A federal judge on Thursday temporarily halted the deportations of several asylum seekers fleeing domestic violence and gang brutality, issuing a ruling that labeled the government’s swift removal of two of the plaintiffs just hours before the decision came down “unacceptable.”

The preliminary injunction came after news broke that two of the plaintiffs in Grace v. Sessions, a lawsuit being brought by the American Civil Liberties Union and Center for Gender and Refugee Studies, were placed on a flight back to Central America early Thursday morning. The deportations occurred just hours before the groups successfully obtained an emergency stay of removal for the other plaintiffs in the case.

In a series of tweets responding to the ruling, the ACLU claimed the deportations violated a previously stated commitment by the government to not deport any of the plaintiffs before midnight Thursday.

According to an ACLU press release, U.S. District Court Judge Emmet G. Sullivan “expressed outrage” when he learned of the deportations of the two individuals, a mother and her young daughter. He ordered the plane be turned around and seethed that the government — starting with Attorney General Jeff Sessions — should be held in contempt if the situation was not immediately rectified.

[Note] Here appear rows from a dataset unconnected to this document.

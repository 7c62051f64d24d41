//! Records stored in the order and payment tables.

use chrono::{DateTime, Utc};
use record_store::Record;
use serde::{Deserialize, Serialize};

use crate::OrderId;
use crate::error::TransitionError;
use crate::requests::NewOrder;
use crate::status::{OrderStatus, PaymentStatus};

/// An order as stored in the orders table.
///
/// Created by order intake with status `incomplete`; afterwards only the
/// status reconciler writes it, and only to move the status forward.
#[derive(Debug, Clone, PartialEq, Serialize, Deserialize)]
pub struct OrderRecord {
    pub order_id: OrderId,
    pub user_id: String,
    pub item: String,
    pub quantity: u32,
    pub total_price: u64,
    pub status: OrderStatus,
    pub created_at: DateTime<Utc>,
    pub updated_at: DateTime<Utc>,
}

impl OrderRecord {
    /// Creates a fresh `incomplete` order from a validated request.
    pub fn new(order_id: OrderId, order: NewOrder) -> Self {
        let now = Utc::now();
        Self {
            order_id,
            user_id: order.user_id,
            item: order.item,
            quantity: order.quantity,
            total_price: order.total_price,
            status: OrderStatus::Incomplete,
            created_at: now,
            updated_at: now,
        }
    }

    /// Moves the order forward to `target`, passing through any intermediate
    /// statuses. All other fields are preserved.
    pub fn advance_to(&mut self, target: OrderStatus) -> Result<(), TransitionError> {
        self.status = self.status.advance_to(target)?;
        self.updated_at = Utc::now();
        Ok(())
    }

    /// Returns true if the order is waiting for its payment.
    pub fn is_awaiting_payment(&self) -> bool {
        self.status.is_awaiting_payment()
    }
}

impl Record for OrderRecord {
    fn key(&self) -> &OrderId {
        &self.order_id
    }
}

/// A payment as stored in the payments table, keyed by the order it settles.
#[derive(Debug, Clone, PartialEq, Serialize, Deserialize)]
pub struct PaymentRecord {
    pub order_id: OrderId,
    pub status: PaymentStatus,
    /// Amount settled, in the smallest currency unit.
    #[serde(default, skip_serializing_if = "Option::is_none")]
    pub amount: Option<u64>,
    pub created_at: DateTime<Utc>,
    pub updated_at: DateTime<Utc>,
}

impl PaymentRecord {
    /// Creates a completed payment for an order.
    pub fn completed(order_id: OrderId, amount: u64) -> Self {
        let now = Utc::now();
        Self {
            order_id,
            status: PaymentStatus::Completed,
            amount: Some(amount),
            created_at: now,
            updated_at: now,
        }
    }

    /// Returns true once the payment has reached an outcome.
    pub fn is_settled(&self) -> bool {
        self.status.is_settled()
    }
}

impl Record for PaymentRecord {
    fn key(&self) -> &OrderId {
        &self.order_id
    }
}

#[cfg(test)]
mod tests {
    use super::*;

    fn new_order() -> NewOrder {
        NewOrder {
            user_id: "u1".to_string(),
            item: "widget".to_string(),
            quantity: 2,
            total_price: 500,
        }
    }

    #[test]
    fn test_new_order_is_incomplete() {
        let order = OrderRecord::new(OrderId::new("o-1"), new_order());
        assert_eq!(order.status, OrderStatus::Incomplete);
        assert!(order.is_awaiting_payment());
        assert_eq!(order.key().as_str(), "o-1");
        assert_eq!(order.created_at, order.updated_at);
    }

    #[test]
    fn test_advance_preserves_other_fields() {
        let mut order = OrderRecord::new(OrderId::new("o-1"), new_order());
        let before = order.clone();

        order.advance_to(OrderStatus::ReadyForShipping).unwrap();

        assert_eq!(order.status, OrderStatus::ReadyForShipping);
        assert_eq!(order.order_id, before.order_id);
        assert_eq!(order.user_id, before.user_id);
        assert_eq!(order.item, before.item);
        assert_eq!(order.quantity, before.quantity);
        assert_eq!(order.total_price, before.total_price);
        assert_eq!(order.created_at, before.created_at);
        assert!(order.updated_at >= before.updated_at);
    }

    #[test]
    fn test_advance_backward_is_rejected_and_leaves_record_untouched() {
        let mut order = OrderRecord::new(OrderId::new("o-1"), new_order());
        order.advance_to(OrderStatus::Completed).unwrap();
        let before = order.clone();

        assert!(order.advance_to(OrderStatus::Incomplete).is_err());
        assert_eq!(order, before);
    }

    #[test]
    fn test_completed_payment() {
        let payment = PaymentRecord::completed(OrderId::new("o-1"), 500);
        assert_eq!(payment.status, PaymentStatus::Completed);
        assert_eq!(payment.amount, Some(500));
        assert!(payment.is_settled());
    }

    #[test]
    fn test_payment_without_amount_decodes() {
        let json = serde_json::json!({
            "order_id": "o-1",
            "status": "pending",
            "created_at": "2024-01-01T00:00:00Z",
            "updated_at": "2024-01-01T00:00:00Z"
        });
        let payment: PaymentRecord = serde_json::from_value(json).unwrap();
        assert_eq!(payment.amount, None);
        assert!(!payment.is_settled());
    }
}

The lawsuit was initially filed in response to an order from Sessions in June that gave asylum officers the discretion to label credible fears of domestic abuse or gang violence “personal circumstances,” which do not automatically constitute eligibility for asylum. In the intervening months, lawyers and immigration activists have argued the directive represents a cavalier disregard to the lives and safety of those fleeing violence in their home countries.

In a statement, Jennifer Chang Newell, managing attorney with the ACLU’s Immigrants’ Rights Project and the lawyer who argued the case in court Thursday, said that while the group is happy the plaintiff’s deportations have been temporarily blocked, the threat to their clients’ lives remains great.

“In its rush to deport as many immigrants as possible, the Trump administration is putting these women and children in grave danger of being raped, beaten or killed,” Newell said. “We are thrilled the stay of removal was issued but sickened that the government deported two of our clients — a mom and her little girl — in the early morning hours. We will not rest until our clients are returned to safety.”